[Collected data]
= = = = =

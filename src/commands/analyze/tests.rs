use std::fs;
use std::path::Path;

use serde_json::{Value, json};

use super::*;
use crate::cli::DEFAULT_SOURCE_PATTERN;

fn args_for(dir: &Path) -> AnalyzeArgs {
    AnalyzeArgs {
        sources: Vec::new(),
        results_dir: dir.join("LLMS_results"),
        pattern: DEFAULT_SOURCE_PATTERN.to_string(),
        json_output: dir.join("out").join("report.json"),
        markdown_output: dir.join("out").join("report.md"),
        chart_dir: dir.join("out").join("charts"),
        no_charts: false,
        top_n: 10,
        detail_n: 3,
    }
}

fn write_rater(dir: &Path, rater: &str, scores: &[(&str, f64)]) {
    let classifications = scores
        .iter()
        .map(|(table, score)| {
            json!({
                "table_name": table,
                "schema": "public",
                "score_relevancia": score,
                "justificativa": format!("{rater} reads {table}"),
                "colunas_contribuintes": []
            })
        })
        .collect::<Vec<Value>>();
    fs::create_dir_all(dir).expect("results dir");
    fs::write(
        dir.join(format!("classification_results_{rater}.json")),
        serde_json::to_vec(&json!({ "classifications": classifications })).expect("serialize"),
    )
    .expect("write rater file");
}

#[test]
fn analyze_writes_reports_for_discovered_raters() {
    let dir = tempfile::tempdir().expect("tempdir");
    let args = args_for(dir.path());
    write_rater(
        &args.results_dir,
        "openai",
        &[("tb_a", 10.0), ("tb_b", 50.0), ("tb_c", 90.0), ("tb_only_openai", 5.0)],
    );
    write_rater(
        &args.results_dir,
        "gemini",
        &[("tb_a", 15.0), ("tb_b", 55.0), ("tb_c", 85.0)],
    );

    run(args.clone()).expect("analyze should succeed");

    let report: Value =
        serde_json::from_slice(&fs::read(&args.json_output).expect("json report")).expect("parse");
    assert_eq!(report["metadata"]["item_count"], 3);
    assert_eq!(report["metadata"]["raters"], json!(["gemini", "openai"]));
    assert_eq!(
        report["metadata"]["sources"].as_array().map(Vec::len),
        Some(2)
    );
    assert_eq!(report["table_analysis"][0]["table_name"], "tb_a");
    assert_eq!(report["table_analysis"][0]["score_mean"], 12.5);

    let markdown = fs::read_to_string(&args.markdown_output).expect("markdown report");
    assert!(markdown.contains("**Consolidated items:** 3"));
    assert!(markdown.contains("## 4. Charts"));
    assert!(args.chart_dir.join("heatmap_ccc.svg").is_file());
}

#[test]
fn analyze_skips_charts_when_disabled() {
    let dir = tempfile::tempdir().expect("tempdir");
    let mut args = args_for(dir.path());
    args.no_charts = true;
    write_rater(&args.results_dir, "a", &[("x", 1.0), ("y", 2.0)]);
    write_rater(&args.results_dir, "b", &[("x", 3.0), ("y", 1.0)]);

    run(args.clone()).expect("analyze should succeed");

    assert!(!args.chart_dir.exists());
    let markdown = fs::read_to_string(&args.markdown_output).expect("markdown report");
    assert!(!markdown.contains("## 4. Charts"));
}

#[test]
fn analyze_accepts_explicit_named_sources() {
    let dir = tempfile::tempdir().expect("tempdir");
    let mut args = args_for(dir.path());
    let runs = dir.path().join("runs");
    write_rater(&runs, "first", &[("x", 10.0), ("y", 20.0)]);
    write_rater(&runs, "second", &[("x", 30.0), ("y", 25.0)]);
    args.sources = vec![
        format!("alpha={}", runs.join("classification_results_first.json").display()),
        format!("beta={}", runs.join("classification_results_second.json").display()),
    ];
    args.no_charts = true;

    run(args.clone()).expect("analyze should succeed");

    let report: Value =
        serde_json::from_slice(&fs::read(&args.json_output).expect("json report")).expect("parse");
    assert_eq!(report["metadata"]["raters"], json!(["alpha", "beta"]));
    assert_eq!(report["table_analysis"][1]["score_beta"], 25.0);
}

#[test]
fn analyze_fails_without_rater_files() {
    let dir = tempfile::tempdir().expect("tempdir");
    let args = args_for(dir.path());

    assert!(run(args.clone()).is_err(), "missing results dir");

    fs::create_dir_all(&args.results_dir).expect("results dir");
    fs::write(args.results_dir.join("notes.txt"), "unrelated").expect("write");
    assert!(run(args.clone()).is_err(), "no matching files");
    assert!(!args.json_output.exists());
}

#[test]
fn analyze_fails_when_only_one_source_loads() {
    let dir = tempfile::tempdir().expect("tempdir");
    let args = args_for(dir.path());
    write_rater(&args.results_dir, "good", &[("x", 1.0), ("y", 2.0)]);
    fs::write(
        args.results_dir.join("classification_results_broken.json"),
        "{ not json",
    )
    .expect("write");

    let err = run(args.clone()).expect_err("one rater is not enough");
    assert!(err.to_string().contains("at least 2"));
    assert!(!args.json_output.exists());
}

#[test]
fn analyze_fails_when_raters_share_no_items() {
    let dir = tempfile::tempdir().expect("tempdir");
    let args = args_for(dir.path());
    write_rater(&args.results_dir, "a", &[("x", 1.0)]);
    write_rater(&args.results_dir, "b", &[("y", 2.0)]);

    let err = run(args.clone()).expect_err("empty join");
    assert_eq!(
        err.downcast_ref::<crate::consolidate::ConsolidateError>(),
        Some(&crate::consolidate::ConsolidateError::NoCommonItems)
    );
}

= = = = =

Exercise prompt | Wherever a line in the data above holds "crate", copy that line.

Result for this exercise |
use crate::cli::DEFAULT_SOURCE_PATTERN;
        err.downcast_ref::<crate::consolidate::ConsolidateError>(),
        Some(&crate::consolidate::ConsolidateError::NoCommonItems)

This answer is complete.